Of course, this kind of bee buffet works better on organic farms than massive industrial operations. Nevertheless, the idea to use native pollinators has spread over the last few years from California to farms across the country, all the way to Washington, D.C. Nationwide 60,000 acres of pollinator-specific habitat will be put aside over the next year or two. In 2009, the U.S. Department of Agriculture’s Natural Resources Conservation Service set aside $330,000 from the farm bill for pollination projects in California as well as some of the largest blueberry and cherry operations in Florida, New Hampshire and Oregon.

“Farmers really are stewards of the land. They believe in trying to do things the right way,” says Jessa Guisse, who works with Xerxes to educate and partner with California farmers. She relies heavily on science coming out of UC Davis and Berkeley to help inform farmers.

“The work out at the UC is some of the best work in the country right now,” says Mace Vaughan, who oversees national pollinator work for Xerxes. “They are actually demonstrating the benefits.”

But coming up with specific bee instructions for farmers is hardly straightforward.

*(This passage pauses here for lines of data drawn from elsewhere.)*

//! Optional SQLite persistence for session metadata.
//!
//! Strictly best-effort: every write goes through the circuit breaker and
//! failures are absorbed with a warning. The in-memory registry is the
//! single source of truth; rows here only let an operator see what was
//! running across a restart.

use anyhow::{Context, Result};
use chrono::{DateTime, Utc};
use sqlx::Row;
use sqlx::sqlite::{SqlitePool, SqlitePoolOptions};
use std::sync::Arc;
use tracing::{info, warn};

use crate::breaker::CircuitBreaker;

#[derive(Clone)]
pub struct SqliteStore {
    pub pool: SqlitePool,
}

/// A session row as persisted. Deliberately flat; the live `Session` holds
/// the process handle and is never reconstructed from this.
#[derive(Clone, Debug)]
pub struct SessionRow {
    pub id: String,
    pub project_id: String,
    pub mode: String,
    pub status: String,
    pub working_dir: String,
    pub created_at: DateTime<Utc>,
}

impl SqliteStore {
    pub async fn connect(db_url: &str) -> Result<Self> {
        info!("connecting to session store: {}", db_url);

        let pool = SqlitePoolOptions::new()
            .max_connections(5)
            .min_connections(1)
            .connect(db_url)
            .await
            .with_context(|| format!("failed to connect to session store: {}", db_url))?;

        run_migrations(&pool).await?;

        sqlx::query("PRAGMA journal_mode = WAL")
            .execute(&pool)
            .await?;
        sqlx::query("PRAGMA synchronous = NORMAL")
            .execute(&pool)
            .await?;
        sqlx::query("PRAGMA foreign_keys = ON")
            .execute(&pool)
            .await?;

        Ok(Self { pool })
    }

    pub async fn upsert_session(&self, row: &SessionRow) -> Result<()> {
        sqlx::query(
            r#"
            INSERT INTO sessions (id, project_id, mode, status, working_dir, created_at, updated_at)
            VALUES (?, ?, ?, ?, ?, ?, unixepoch())
            ON CONFLICT(id) DO UPDATE SET
                status = excluded.status,
                updated_at = unixepoch()
            "#,
        )
        .bind(&row.id)
        .bind(&row.project_id)
        .bind(&row.mode)
        .bind(&row.status)
        .bind(&row.working_dir)
        .bind(row.created_at.timestamp())
        .execute(&self.pool)
        .await?;
        Ok(())
    }

    pub async fn update_status(&self, session_id: &str, status: &str) -> Result<()> {
        sqlx::query("UPDATE sessions SET status = ?, updated_at = unixepoch() WHERE id = ?")
            .bind(status)
            .bind(session_id)
            .execute(&self.pool)
            .await?;
        Ok(())
    }

    pub async fn delete_session(&self, session_id: &str) -> Result<()> {
        sqlx::query("DELETE FROM sessions WHERE id = ?")
            .bind(session_id)
            .execute(&self.pool)
            .await?;
        Ok(())
    }

    pub async fn list_sessions(&self) -> Result<Vec<SessionRow>> {
        let rows = sqlx::query(
            "SELECT id, project_id, mode, status, working_dir, created_at FROM sessions ORDER BY created_at",
        )
        .fetch_all(&self.pool)
        .await?;

        Ok(rows
            .into_iter()
            .map(|row| SessionRow {
                id: row.get("id"),
                project_id: row.get("project_id"),
                mode: row.get("mode"),
                status: row.get("status"),
                working_dir: row.get("working_dir"),
                created_at: DateTime::from_timestamp(row.get::<i64, _>("created_at"), 0)
                    .unwrap_or_else(Utc::now),
            })
            .collect())
    }
}

const SCHEMA_VERSION: i64 = 1;

// Run migrations manually; keeps the binary self-contained without a
// packaged migrations directory.
pub(crate) async fn run_migrations(pool: &SqlitePool) -> Result<()> {
    sqlx::query(
        r#"
        CREATE TABLE IF NOT EXISTS schema_version (
            version INTEGER PRIMARY KEY,
            applied_at INTEGER NOT NULL DEFAULT (unixepoch()),
            description TEXT
        )
        "#,
    )
    .execute(pool)
    .await?;

    let current_version: i64 =
        sqlx::query_scalar("SELECT COALESCE(MAX(version), 0) FROM schema_version")
            .fetch_one(pool)
            .await
            .unwrap_or(0);

    if current_version > SCHEMA_VERSION {
        anyhow::bail!(
            "session store schema version {} is newer than supported version {}",
            current_version,
            SCHEMA_VERSION
        );
    }

    if current_version == SCHEMA_VERSION {
        return Ok(());
    }

    sqlx::query(
        r#"
        CREATE TABLE IF NOT EXISTS sessions (
            id TEXT PRIMARY KEY,
            project_id TEXT NOT NULL,
            mode TEXT NOT NULL,
            status TEXT NOT NULL,
            working_dir TEXT NOT NULL,
            created_at INTEGER NOT NULL,
            updated_at INTEGER NOT NULL DEFAULT (unixepoch())
        )
        "#,
    )
    .execute(pool)
    .await?;

    sqlx::query("CREATE INDEX IF NOT EXISTS idx_sessions_project ON sessions(project_id)")
        .execute(pool)
        .await?;
    sqlx::query("CREATE INDEX IF NOT EXISTS idx_sessions_status ON sessions(status)")
        .execute(pool)
        .await?;

    sqlx::query("INSERT OR REPLACE INTO schema_version (version, description) VALUES (?, ?)")
        .bind(SCHEMA_VERSION)
        .bind("session metadata")
        .execute(pool)
        .await?;

    info!("session store migrated to schema version {}", SCHEMA_VERSION);
    Ok(())
}

/// Registry-facing persistence handle. When the store is disabled every
/// call is a no-op; when enabled, calls run under the breaker and errors
/// never propagate to the caller.
#[derive(Clone)]
pub struct PersistHandle {
    store: Option<Arc<SqliteStore>>,
    breaker: Arc<CircuitBreaker>,
}

impl PersistHandle {
    pub fn new(store: Option<Arc<SqliteStore>>, breaker: Arc<CircuitBreaker>) -> Self {
        Self { store, breaker }
    }

    pub fn enabled(&self) -> bool {
        self.store.is_some()
    }

    pub fn breaker(&self) -> &CircuitBreaker {
        &self.breaker
    }

    pub async fn record_session(&self, row: SessionRow) {
        let Some(store) = self.store.clone() else {
            return;
        };
        let id = row.id.clone();
        let result = self
            .breaker
            .call(move || async move { store.upsert_session(&row).await })
            .await;
        if let Err(e) = result {
            warn!("failed to persist session {}: {}", id, e);
        }
    }

    pub async fn update_status(&self, session_id: &str, status: &str) {
        let Some(store) = self.store.clone() else {
            return;
        };
        let id = session_id.to_string();
        let st = status.to_string();
        let result = self
            .breaker
            .call(move || async move { store.update_status(&id, &st).await })
            .await;
        if let Err(e) = result {
            warn!("failed to persist status for session {}: {}", session_id, e);
        }
    }

    pub async fn delete_session(&self, session_id: &str) {
        let Some(store) = self.store.clone() else {
            return;
        };
        let id = session_id.to_string();
        let result = self
            .breaker
            .call(move || async move { store.delete_session(&id).await })
            .await;
        if let Err(e) = result {
            warn!("failed to delete persisted session {}: {}", session_id, e);
        }
    }
}
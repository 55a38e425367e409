//! Layered `.env` loading for session working directories.
//!
//! Resolution order, later files overriding earlier ones:
//! `.env` → `.env.local` → `.env.<deployment_mode>`. Missing files are
//! skipped; malformed lines are skipped with a warning. The result is
//! meant to be merged into [`crate::PtyConfig::env`] before spawn.

use std::collections::BTreeMap;
use std::path::Path;
use tracing::{debug, warn};

/// Load the layered environment for a working directory.
pub fn layered_env(working_dir: &Path, deployment_mode: Option<&str>) -> Vec<(String, String)> {
    let mut merged: BTreeMap<String, String> = BTreeMap::new();

    let mut names = vec![".env".to_string(), ".env.local".to_string()];
    if let Some(mode) = deployment_mode {
        if !mode.is_empty() {
            names.push(format!(".env.{}", mode));
        }
    }

    for name in names {
        let path = working_dir.join(&name);
        if !path.is_file() {
            continue;
        }
        match dotenvy::from_path_iter(&path) {
            Ok(iter) => {
                let mut loaded = 0usize;
                for item in iter {
                    match item {
                        Ok((key, value)) => {
                            merged.insert(key, value);
                            loaded += 1;
                        }
                        Err(e) => {
                            warn!("skipping malformed line in {}: {}", path.display(), e);
                        }
                    }
                }
                debug!("loaded {} entries from {}", loaded, path.display());
            }
            Err(e) => {
                warn!("failed to read {}: {}", path.display(), e);
            }
        }
    }

    merged.into_iter().collect()
}
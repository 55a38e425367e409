//! PTY Session - process adapter for interactive shell sessions
//!
//! This crate wraps exactly one OS process attached to a pseudo-terminal
//! per session. It has no HTTP dependencies and no knowledge of projects,
//! focus, or streaming policy; callers reference sessions by their own ids
//! and hold a [`PtyHandle`] for the process lifetime.
//!
//! # Example
//!
//! ```no_run
//! use pty_session::{PtyActor, PtyConfig};
//! use std::time::Duration;
//!
//! #[tokio::main]
//! async fn main() {
//!     let handle = PtyActor::spawn(PtyConfig {
//!         command: "/bin/bash".to_string(),
//!         working_dir: Some("/tmp".to_string()),
//!         ..Default::default()
//!     })
//!     .unwrap();
//!
//!     handle.write(b"echo hello\n").await.unwrap();
//!
//!     let mut rx = handle.subscribe();
//!     while let Ok(chunk) = rx.recv().await {
//!         println!("{}", String::from_utf8_lossy(&chunk.data));
//!     }
//!
//!     // SIGTERM, then SIGKILL if still alive after the grace period.
//!     handle.terminate(Duration::from_secs(5)).await.unwrap();
//! }
//! ```

mod error;
pub mod envfile;
pub mod pty;

pub use error::PtyError;
pub use pty::{PtyActor, PtyConfig, PtyHandle, PtyOutput, PtyState};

Differing bee tastes are just the start; they also need someplace to live. Most native bees nest in the ground, while others occupy tubular tunnels, and a few even drill holes in wood. Plus, they may not emerge to start pollinating at the same time of year as honey bees. Farmers wanting to attract native bees have to be careful about plowing their fields and knowing when native bees are likely to become active.

UC Davis’ Williams is working on a way to perhaps pinpoint bee hotspots throughout the state to concentrate efforts. Even so, it may be decades before scientists have a clear understanding of how the diverse tapestry of native bees affects a farm field.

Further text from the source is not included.